EXERCISE AIM ▸
Each line from the one containing "pub fn new()" through the last line of the entries below is to be transcribed exactly. Nothing else belongs in the reply.

WORKING DATA ▸
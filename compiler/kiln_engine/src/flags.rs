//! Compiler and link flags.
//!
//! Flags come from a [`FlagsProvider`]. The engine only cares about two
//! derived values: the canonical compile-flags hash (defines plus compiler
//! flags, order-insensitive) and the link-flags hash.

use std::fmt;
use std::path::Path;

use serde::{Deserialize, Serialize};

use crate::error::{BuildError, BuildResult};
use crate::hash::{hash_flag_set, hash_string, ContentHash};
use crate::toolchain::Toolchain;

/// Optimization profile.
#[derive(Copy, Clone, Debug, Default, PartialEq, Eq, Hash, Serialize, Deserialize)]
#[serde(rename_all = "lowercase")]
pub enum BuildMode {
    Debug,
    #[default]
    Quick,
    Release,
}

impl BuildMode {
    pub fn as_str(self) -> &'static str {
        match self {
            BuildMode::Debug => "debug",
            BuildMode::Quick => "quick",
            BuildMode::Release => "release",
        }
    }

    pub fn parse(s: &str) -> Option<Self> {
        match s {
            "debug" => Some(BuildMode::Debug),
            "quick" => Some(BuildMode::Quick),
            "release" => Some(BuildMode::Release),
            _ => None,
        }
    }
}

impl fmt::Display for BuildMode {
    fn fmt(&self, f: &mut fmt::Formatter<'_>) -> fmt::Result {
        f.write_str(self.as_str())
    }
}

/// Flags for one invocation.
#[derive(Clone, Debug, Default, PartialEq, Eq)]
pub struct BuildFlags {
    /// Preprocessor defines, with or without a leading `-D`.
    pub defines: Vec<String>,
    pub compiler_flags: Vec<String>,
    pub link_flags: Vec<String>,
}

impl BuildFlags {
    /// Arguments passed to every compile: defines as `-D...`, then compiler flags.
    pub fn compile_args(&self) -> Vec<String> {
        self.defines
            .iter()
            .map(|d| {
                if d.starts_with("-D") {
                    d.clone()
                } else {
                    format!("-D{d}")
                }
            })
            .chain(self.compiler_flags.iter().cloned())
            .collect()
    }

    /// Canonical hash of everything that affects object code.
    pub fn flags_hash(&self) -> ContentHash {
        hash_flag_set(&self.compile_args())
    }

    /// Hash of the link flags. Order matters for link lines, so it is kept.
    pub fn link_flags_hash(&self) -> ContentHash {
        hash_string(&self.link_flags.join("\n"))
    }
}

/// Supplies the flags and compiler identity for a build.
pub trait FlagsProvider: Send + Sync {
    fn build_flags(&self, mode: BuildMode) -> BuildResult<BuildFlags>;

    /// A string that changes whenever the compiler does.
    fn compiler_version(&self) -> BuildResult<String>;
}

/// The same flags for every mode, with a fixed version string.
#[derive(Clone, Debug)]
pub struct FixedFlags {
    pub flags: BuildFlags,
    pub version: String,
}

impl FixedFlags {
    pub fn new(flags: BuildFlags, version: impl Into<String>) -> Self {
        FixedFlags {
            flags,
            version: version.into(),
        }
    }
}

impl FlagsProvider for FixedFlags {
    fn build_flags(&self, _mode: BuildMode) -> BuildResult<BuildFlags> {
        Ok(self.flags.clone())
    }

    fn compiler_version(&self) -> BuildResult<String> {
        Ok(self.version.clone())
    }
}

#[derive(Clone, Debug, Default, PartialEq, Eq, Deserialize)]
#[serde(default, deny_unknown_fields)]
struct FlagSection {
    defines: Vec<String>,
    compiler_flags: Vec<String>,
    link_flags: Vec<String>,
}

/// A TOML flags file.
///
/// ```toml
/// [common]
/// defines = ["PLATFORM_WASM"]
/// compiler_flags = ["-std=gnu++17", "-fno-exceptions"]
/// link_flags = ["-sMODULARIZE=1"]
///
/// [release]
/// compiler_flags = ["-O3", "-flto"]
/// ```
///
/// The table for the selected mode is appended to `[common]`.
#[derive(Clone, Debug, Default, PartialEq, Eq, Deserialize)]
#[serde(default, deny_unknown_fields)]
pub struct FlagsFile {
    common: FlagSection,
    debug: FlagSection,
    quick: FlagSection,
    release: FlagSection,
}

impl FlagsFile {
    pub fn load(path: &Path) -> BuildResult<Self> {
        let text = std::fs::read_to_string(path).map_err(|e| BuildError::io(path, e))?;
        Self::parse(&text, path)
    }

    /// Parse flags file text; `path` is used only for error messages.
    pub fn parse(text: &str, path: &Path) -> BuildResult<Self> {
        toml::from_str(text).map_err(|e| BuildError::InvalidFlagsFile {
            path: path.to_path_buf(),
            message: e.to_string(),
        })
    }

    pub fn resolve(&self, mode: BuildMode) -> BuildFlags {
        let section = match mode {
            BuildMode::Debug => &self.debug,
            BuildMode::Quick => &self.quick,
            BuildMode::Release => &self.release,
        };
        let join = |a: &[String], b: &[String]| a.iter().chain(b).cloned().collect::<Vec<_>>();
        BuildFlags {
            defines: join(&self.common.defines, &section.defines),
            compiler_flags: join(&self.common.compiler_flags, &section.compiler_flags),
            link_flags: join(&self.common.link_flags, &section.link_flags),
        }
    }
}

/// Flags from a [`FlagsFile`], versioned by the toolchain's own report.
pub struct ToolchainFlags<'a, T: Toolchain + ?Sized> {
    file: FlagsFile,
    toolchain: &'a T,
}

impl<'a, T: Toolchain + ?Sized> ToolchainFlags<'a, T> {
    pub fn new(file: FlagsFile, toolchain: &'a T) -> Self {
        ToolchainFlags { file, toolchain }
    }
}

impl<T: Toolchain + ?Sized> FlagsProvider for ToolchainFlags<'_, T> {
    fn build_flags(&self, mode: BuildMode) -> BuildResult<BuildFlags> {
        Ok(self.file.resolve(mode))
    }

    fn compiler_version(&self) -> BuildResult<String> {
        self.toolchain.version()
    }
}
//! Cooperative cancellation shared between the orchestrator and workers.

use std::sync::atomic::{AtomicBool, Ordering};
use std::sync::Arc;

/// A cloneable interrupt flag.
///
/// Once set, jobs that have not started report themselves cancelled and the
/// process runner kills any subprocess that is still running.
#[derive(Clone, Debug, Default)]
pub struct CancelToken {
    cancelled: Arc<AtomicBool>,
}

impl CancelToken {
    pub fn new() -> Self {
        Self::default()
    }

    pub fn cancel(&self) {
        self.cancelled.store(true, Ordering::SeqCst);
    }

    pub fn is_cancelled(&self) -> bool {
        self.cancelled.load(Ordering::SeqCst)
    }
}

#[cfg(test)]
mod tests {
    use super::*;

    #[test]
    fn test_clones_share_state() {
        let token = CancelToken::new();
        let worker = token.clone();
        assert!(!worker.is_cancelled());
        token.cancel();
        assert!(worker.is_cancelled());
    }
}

EXERCISE RESPONSE ▸
    pub fn new() -> Self {
        Self::default()
    }

    pub fn cancel(&self) {
        self.cancelled.store(true, Ordering::SeqCst);
    }

    pub fn is_cancelled(&self) -> bool {
        self.cancelled.load(Ordering::SeqCst)
    }
}

#[cfg(test)]
mod tests {
    use super::*;

    #[test]
    fn test_clones_share_state() {
        let token = CancelToken::new();
        let worker = token.clone();
        assert!(!worker.is_cancelled());
        token.cancel();
        assert!(worker.is_cancelled());
    }
}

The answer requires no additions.